▶ [Task description]:
Write out the data below exactly, from its first line to the line containing "pub fn text(text: &str)", that line included.

▶ [Records for the task]:
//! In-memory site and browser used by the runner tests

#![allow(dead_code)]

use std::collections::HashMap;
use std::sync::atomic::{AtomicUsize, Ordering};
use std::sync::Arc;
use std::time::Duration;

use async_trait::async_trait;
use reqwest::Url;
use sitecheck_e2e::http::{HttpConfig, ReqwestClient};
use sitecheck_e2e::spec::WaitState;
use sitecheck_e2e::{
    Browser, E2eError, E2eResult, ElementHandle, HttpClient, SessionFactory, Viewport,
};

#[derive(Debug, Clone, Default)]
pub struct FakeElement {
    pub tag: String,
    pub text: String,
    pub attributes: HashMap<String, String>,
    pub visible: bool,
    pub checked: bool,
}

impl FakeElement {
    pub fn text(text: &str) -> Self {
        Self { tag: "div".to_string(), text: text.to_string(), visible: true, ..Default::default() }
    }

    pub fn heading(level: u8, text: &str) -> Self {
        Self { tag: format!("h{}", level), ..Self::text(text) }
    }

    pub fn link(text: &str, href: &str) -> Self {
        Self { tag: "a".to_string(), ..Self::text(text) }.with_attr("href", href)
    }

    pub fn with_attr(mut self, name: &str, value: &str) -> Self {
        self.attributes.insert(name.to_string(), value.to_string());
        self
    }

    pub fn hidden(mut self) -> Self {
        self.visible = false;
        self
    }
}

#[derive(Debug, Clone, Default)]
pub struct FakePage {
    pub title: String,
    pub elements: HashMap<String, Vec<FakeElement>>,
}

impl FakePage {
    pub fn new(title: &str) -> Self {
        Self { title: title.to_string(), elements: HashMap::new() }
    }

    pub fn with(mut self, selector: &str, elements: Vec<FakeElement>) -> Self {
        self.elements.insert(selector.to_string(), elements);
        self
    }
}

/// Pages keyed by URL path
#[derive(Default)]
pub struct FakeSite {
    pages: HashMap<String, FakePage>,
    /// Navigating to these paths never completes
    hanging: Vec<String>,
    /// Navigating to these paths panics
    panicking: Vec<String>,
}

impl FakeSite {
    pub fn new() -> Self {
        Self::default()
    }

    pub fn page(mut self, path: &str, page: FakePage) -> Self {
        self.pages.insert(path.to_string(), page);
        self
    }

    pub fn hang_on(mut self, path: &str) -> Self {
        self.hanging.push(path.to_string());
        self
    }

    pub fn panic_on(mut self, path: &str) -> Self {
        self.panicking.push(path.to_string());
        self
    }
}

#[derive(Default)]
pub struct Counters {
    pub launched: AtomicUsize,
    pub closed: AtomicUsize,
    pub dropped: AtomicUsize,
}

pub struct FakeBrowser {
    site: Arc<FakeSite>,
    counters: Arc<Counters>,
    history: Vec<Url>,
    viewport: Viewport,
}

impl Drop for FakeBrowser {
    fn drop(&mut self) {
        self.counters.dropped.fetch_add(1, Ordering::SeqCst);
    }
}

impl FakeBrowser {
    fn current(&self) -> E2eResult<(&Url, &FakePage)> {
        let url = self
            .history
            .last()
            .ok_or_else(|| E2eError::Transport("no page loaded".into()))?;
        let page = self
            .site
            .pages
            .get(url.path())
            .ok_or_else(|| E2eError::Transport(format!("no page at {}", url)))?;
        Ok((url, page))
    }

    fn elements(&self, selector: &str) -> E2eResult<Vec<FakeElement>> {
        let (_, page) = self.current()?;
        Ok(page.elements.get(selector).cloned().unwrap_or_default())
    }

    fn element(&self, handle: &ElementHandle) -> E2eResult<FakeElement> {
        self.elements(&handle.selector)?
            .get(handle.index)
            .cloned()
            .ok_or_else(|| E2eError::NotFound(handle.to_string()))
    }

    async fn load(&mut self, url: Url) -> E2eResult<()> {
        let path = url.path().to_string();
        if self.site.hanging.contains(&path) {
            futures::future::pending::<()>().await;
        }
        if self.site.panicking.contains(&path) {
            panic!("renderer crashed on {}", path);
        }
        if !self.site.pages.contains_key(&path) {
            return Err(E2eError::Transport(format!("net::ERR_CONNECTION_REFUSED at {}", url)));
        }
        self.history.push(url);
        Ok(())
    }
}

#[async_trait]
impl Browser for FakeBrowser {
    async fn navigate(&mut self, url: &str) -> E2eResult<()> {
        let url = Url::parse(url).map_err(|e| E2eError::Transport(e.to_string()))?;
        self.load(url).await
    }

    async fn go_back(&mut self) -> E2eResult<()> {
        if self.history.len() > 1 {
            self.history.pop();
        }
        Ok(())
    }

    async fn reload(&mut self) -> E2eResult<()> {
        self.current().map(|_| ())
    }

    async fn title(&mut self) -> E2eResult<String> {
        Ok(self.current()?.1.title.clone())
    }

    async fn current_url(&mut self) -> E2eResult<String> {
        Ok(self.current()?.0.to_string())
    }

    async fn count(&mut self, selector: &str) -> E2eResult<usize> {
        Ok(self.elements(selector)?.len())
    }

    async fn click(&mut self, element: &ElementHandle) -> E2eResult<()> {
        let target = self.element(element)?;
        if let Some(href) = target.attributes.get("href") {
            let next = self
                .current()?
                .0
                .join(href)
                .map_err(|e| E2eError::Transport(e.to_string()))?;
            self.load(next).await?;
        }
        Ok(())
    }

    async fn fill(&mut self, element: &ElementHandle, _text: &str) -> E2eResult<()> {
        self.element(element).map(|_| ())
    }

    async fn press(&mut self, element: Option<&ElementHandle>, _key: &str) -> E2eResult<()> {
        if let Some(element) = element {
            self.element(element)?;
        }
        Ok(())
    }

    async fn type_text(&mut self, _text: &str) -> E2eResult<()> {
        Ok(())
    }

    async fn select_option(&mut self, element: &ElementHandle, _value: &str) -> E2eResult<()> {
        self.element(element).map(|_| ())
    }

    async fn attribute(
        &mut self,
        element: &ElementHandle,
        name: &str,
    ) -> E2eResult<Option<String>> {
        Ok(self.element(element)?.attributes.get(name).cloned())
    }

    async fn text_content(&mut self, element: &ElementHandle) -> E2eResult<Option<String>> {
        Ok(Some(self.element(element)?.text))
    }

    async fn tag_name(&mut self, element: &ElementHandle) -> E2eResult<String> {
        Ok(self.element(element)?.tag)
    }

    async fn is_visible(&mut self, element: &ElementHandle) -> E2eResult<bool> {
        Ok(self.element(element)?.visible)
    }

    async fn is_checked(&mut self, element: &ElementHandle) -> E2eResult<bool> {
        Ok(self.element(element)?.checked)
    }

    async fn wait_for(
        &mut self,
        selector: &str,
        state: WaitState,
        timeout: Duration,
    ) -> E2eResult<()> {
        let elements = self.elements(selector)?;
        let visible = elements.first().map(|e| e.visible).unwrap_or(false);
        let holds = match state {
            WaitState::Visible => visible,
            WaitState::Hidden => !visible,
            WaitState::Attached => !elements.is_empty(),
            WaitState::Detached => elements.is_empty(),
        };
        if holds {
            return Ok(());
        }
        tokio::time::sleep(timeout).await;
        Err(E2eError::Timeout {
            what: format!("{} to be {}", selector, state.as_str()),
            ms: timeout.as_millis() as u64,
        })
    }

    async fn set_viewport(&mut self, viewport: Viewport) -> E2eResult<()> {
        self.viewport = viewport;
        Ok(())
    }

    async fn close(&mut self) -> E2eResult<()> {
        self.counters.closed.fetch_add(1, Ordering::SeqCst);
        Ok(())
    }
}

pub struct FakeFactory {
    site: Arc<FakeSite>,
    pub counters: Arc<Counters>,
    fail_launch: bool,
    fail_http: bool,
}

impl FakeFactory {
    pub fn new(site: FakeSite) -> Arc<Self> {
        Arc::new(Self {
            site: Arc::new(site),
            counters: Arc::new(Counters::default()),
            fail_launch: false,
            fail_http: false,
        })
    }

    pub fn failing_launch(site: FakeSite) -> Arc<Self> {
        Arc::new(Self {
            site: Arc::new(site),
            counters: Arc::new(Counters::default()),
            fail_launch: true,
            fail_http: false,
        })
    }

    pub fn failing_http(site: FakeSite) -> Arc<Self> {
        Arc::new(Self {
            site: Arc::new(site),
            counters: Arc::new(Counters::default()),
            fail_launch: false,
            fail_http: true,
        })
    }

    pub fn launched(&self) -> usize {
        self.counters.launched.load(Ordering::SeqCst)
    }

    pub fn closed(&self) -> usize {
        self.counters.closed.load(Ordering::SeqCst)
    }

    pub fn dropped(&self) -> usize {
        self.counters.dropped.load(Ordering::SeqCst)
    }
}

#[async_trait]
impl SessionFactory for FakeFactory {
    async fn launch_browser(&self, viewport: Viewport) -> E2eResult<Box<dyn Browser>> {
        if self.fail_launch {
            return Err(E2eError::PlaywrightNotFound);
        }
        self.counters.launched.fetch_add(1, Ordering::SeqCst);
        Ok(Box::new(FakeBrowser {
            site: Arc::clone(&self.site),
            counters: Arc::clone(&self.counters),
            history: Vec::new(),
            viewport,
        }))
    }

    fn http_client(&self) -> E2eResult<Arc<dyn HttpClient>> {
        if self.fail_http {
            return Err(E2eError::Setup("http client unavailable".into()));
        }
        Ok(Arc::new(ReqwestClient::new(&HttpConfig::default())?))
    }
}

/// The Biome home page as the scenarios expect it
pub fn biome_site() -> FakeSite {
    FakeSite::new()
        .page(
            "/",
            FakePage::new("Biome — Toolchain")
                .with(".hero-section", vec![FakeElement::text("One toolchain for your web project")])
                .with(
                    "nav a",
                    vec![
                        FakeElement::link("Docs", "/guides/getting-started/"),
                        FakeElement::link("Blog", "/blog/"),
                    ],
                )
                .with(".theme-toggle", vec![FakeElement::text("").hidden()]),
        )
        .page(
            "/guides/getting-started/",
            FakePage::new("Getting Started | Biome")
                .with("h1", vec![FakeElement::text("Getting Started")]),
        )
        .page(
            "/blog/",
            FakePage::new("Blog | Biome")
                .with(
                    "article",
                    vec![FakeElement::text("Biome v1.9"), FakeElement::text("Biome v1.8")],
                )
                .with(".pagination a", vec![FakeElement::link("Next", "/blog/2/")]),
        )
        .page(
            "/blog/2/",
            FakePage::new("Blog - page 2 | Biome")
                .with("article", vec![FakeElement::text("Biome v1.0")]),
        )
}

▶ [Reply]:
//! In-memory site and browser used by the runner tests

#![allow(dead_code)]

use std::collections::HashMap;
use std::sync::atomic::{AtomicUsize, Ordering};
use std::sync::Arc;
use std::time::Duration;

use async_trait::async_trait;
use reqwest::Url;
use sitecheck_e2e::http::{HttpConfig, ReqwestClient};
use sitecheck_e2e::spec::WaitState;
use sitecheck_e2e::{
    Browser, E2eError, E2eResult, ElementHandle, HttpClient, SessionFactory, Viewport,
};

#[derive(Debug, Clone, Default)]
pub struct FakeElement {
    pub tag: String,
    pub text: String,
    pub attributes: HashMap<String, String>,
    pub visible: bool,
    pub checked: bool,
}

impl FakeElement {
    pub fn text(text: &str) -> Self {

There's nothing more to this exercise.